> **Work to be completed**: From the listing below, return every line with the string "start" in it.

○ ○ ○ ○ ○

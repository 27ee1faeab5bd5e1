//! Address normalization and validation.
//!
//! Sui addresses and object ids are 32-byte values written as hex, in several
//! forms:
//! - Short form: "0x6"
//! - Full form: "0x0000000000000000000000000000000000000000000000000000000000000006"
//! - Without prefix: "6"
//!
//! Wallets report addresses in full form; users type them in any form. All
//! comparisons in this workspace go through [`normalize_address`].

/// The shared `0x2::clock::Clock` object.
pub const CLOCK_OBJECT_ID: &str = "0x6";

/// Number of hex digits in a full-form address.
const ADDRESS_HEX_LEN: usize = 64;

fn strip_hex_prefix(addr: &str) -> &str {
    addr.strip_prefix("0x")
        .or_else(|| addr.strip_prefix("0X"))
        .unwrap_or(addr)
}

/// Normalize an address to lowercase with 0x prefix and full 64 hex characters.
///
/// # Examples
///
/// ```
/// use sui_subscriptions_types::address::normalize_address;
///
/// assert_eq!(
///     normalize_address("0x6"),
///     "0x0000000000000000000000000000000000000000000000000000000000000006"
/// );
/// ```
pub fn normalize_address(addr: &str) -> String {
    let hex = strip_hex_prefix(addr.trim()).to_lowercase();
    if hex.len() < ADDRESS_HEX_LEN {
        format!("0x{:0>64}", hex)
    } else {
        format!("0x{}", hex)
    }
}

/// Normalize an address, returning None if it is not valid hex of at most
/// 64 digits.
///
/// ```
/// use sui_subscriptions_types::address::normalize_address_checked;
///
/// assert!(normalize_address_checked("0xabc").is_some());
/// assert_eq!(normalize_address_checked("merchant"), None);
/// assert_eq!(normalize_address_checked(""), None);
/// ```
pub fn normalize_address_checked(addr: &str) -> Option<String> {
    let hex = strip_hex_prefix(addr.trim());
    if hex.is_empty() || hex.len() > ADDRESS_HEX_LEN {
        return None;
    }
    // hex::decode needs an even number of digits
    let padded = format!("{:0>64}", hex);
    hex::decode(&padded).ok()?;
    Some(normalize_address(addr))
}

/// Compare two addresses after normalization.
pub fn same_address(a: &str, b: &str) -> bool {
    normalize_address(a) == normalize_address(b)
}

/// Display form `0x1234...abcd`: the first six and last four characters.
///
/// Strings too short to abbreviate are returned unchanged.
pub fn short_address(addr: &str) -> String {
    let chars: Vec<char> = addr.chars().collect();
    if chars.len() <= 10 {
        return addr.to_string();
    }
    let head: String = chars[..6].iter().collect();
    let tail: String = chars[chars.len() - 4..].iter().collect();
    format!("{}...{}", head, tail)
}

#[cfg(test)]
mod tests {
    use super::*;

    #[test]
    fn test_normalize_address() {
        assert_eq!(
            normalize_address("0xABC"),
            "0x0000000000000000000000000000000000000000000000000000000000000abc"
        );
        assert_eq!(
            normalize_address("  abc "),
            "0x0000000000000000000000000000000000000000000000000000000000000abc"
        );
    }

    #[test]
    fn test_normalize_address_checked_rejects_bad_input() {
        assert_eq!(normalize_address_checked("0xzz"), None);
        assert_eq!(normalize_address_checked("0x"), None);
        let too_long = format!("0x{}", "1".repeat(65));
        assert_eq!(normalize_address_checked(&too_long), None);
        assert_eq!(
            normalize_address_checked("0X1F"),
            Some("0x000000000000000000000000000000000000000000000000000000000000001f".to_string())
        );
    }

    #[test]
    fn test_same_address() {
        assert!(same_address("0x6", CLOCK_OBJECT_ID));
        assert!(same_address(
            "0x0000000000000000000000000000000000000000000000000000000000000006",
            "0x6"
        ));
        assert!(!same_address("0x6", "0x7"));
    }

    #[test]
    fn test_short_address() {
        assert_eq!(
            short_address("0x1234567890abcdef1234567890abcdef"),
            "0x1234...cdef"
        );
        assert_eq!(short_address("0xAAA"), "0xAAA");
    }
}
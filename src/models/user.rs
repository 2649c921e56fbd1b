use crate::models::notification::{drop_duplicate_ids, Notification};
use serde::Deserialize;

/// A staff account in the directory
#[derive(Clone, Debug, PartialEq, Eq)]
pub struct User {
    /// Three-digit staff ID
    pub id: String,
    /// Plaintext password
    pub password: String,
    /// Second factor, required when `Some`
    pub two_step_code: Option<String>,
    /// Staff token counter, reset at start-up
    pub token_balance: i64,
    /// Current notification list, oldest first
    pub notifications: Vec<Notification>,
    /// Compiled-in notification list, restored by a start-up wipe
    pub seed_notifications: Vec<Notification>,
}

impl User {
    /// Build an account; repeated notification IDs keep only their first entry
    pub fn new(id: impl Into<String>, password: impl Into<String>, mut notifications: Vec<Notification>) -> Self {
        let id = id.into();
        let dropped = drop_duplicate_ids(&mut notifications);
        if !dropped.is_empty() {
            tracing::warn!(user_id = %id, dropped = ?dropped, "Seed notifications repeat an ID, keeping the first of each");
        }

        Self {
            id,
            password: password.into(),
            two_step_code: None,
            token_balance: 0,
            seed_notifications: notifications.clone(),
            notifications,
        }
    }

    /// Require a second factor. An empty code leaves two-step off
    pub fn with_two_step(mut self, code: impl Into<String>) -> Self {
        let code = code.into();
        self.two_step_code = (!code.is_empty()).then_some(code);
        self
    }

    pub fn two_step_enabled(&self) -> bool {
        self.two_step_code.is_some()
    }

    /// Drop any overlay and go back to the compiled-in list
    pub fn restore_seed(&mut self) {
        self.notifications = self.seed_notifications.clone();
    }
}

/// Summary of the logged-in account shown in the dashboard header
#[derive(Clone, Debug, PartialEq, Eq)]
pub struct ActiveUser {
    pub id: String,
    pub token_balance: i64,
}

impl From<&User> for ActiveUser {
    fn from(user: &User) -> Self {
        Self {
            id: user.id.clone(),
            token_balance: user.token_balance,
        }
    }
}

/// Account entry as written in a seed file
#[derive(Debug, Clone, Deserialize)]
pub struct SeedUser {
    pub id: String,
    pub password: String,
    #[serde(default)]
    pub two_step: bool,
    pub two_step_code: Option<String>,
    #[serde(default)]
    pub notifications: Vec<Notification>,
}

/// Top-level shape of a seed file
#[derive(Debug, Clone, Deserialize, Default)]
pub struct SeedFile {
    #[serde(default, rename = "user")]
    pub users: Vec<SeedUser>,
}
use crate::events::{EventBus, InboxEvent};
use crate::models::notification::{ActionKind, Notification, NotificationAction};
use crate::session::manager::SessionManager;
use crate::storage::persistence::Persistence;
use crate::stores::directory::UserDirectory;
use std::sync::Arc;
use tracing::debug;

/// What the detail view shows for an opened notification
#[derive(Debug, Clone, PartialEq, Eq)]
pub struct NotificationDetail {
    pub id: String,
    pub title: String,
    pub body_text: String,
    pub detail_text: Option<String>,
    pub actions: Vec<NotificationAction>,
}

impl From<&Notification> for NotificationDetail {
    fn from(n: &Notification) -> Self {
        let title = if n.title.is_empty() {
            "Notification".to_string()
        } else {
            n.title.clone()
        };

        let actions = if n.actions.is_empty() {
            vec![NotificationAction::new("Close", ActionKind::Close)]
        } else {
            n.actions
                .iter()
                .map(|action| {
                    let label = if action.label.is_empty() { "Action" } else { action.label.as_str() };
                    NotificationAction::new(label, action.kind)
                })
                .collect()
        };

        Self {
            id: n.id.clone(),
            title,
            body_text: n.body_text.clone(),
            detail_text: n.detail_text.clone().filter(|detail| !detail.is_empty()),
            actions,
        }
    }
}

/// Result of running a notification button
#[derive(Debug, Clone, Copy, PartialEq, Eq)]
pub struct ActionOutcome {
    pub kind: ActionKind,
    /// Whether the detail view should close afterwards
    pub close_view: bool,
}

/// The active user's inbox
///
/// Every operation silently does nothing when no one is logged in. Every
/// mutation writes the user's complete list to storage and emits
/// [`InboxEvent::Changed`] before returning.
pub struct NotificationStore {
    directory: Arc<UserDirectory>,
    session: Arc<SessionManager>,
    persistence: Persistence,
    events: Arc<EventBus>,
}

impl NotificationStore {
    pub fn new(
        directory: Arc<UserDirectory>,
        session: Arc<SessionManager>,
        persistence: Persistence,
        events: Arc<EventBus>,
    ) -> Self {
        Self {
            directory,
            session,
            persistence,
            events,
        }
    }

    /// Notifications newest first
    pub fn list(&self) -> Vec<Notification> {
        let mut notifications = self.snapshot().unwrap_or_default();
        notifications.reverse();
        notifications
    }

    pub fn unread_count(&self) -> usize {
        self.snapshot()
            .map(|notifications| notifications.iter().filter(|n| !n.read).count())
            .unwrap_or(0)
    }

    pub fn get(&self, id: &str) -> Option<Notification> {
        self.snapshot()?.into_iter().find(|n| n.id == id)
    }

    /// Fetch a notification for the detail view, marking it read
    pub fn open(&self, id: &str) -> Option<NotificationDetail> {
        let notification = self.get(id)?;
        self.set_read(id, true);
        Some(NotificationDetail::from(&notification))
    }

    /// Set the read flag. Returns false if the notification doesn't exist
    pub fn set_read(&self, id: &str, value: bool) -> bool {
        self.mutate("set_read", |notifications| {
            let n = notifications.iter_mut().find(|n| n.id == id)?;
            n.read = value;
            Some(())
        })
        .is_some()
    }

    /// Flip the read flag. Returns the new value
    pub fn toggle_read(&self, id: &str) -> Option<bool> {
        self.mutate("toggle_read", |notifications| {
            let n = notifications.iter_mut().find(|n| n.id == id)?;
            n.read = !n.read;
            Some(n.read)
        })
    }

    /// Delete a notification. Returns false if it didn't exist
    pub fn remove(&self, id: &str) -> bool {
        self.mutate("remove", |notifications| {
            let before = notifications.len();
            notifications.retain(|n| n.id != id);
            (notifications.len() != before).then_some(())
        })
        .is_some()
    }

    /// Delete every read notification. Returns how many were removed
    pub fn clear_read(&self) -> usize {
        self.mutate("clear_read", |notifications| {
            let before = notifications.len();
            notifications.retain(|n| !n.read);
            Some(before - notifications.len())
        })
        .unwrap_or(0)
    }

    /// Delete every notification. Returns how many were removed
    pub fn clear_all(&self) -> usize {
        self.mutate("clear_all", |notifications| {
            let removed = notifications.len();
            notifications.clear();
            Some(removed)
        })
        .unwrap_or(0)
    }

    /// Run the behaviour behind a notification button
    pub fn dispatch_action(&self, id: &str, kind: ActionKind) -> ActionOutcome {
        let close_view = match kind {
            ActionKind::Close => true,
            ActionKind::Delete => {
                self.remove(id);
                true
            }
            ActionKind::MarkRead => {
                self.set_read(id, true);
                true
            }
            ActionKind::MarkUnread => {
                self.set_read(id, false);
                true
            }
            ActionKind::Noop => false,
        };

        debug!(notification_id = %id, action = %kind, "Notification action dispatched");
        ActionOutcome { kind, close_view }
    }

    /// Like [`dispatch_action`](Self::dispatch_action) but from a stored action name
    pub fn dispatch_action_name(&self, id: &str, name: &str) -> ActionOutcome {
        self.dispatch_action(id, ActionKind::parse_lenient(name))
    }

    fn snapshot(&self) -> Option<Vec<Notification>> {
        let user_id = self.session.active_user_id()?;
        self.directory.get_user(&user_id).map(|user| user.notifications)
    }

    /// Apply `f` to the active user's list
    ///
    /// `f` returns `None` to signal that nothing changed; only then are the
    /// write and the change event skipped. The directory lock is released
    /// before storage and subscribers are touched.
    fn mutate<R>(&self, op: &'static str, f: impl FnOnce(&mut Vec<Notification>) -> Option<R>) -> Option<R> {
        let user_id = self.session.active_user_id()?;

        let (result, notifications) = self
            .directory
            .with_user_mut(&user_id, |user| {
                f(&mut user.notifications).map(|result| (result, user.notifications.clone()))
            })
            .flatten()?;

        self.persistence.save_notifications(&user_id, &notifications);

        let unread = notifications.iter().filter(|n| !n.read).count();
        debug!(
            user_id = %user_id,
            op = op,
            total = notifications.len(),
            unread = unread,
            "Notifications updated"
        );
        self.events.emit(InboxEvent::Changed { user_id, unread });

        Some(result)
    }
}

○ ○ ○ ○ ○

> **Solved exercise**:
    /// Staff token counter, reset at start-up
    /// Compiled-in notification list, restored by a start-up wipe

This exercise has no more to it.